Elasticsearch is a distributed search and analytics engine.
Core Concepts¶
- Index — a collection of documents (like a table)
- Document — a JSON object (like a row)
- Mapping — schema (field types)
- Shard — horizontal partitioning of an index
CRUD¶
Index document¶
PUT /products/_doc/1 { “name”: “Laptop”, “price”: 1000 }
Search¶
GET /products/_search { “query”: { “match”: { “name”: “laptop” } } }
Delete¶
DELETE /products/_doc/1
Query DSL¶
GET /products/_search {
“query”: {
“bool”: {
“must”: [{ “match”: { “name”: “laptop” } }],
“filter”: [{ “range”: { “price”: { “lte”: 2000 } } }]
}
}
}
Aggregations¶
GET /orders/_search {
“size”: 0,
“aggs”: {
“by_status”: { “terms”: { “field”: “status” } },
“avg_total”: { “avg”: { “field”: “total” } }
}
}
Use Cases¶
- Full-text search (e-commerce, documents)

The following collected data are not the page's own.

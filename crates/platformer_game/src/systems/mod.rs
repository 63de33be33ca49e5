// crates/platformer_game/src/systems/mod.rs
//! Per-kind update systems, run by `Game::tick` in a fixed order.

pub mod coin;
pub mod collision;
pub mod enemy;
pub mod player;
// crates/engine_physics/src/lib.rs
//! Integer-grid kinematics for 2D side-scrollers.
//!
//! Positions are whole units (`Rect`), velocities are floats; each tick the
//! velocity is integrated and the displacement floored onto the grid.

pub mod contact;
pub mod kinematics;
pub mod motion;

pub use contact::{resolve_platform, resolve_platforms, Contact};
pub use kinematics::{apply_gravity, clamp_horizontal, clamp_to_floor, Body};
pub use motion::{bob_offset, Patrol};
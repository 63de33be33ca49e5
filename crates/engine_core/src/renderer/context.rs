// crates/engine_core/src/renderer/context.rs

use std::sync::Arc;

use tracing::{debug, info};
use winit::window::Window;

use crate::error::HostError;

pub struct GraphicsContext {
    pub surface: wgpu::Surface<'static>,
    pub device: wgpu::Device,
    pub queue: wgpu::Queue,
    pub config: wgpu::SurfaceConfiguration,
    pub size: winit::dpi::PhysicalSize<u32>,
}

impl GraphicsContext {
    pub async fn new(window: Arc<Window>) -> Result<Self, HostError> {
        let size = window.inner_size();
        let instance = wgpu::Instance::new(wgpu::InstanceDescriptor {
            backends: wgpu::Backends::PRIMARY,
            ..Default::default()
        });

        // The surface co-owns the window, so no lifetime ties it to the runner.
        let surface = instance.create_surface(window)?;

        let adapter = instance
            .request_adapter(&wgpu::RequestAdapterOptions {
                power_preference: wgpu::PowerPreference::HighPerformance,
                compatible_surface: Some(&surface),
                force_fallback_adapter: false,
            })
            .await
            .ok_or(HostError::NoAdapter)?;
        let adapter_info = adapter.get_info();
        info!(adapter = ?adapter_info.name, backend = ?adapter_info.backend, "graphics adapter");

        let (device, queue) = adapter
            .request_device(
                &wgpu::DeviceDescriptor {
                    required_features: wgpu::Features::empty(),
                    required_limits: wgpu::Limits::default(),
                    label: None,
                },
                None,
            )
            .await?;

        let surface_caps = surface.get_capabilities(&adapter);
        let surface_format = surface_caps
            .formats
            .iter()
            .copied()
            .find(|f| f.is_srgb())
            .or_else(|| surface_caps.formats.first().copied())
            .ok_or(HostError::NoSurfaceFormat)?;
        let alpha_mode = surface_caps
            .alpha_modes
            .first()
            .copied()
            .unwrap_or(wgpu::CompositeAlphaMode::Auto);

        let config = wgpu::SurfaceConfiguration {
            usage: wgpu::TextureUsages::RENDER_ATTACHMENT,
            format: surface_format,
            width: size.width.max(1),
            height: size.height.max(1),
            present_mode: wgpu::PresentMode::Fifo,
            alpha_mode,
            view_formats: vec![],
            desired_maximum_frame_latency: 2,
        };
        surface.configure(&device, &config);
        debug!(
            format = ?surface_format,
            width = config.width,
            height = config.height,
            "surface configured"
        );

        Ok(Self {
            surface,
            device,
            queue,
            config,
            size,
        })
    }

    /// Zero-sized (minimised) windows keep the previous configuration.
    pub fn resize(&mut self, new_size: winit::dpi::PhysicalSize<u32>) {
        if new_size.width > 0 && new_size.height > 0 {
            self.size = new_size;
            self.config.width = new_size.width;
            self.config.height = new_size.height;
            self.surface.configure(&self.device, &self.config);
        }
    }

    /// Re-apply the current configuration after a lost or outdated surface.
    pub fn reconfigure(&mut self) {
        self.surface.configure(&self.device, &self.config);
    }
}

- Log aggregation (ELK stack)
- Metrics and analytics
- Auto-complete and suggestions
- Geospatial search
ELK Stack¶
Elasticsearch (storage + search) + Logstash (ingestion) + Kibana (visualization). Alternative: Elasticsearch + Vector + Grafana.
Tip¶
Elasticsearch is powerful but resource-hungry. For simple use cases, consider PostgreSQL full-text search.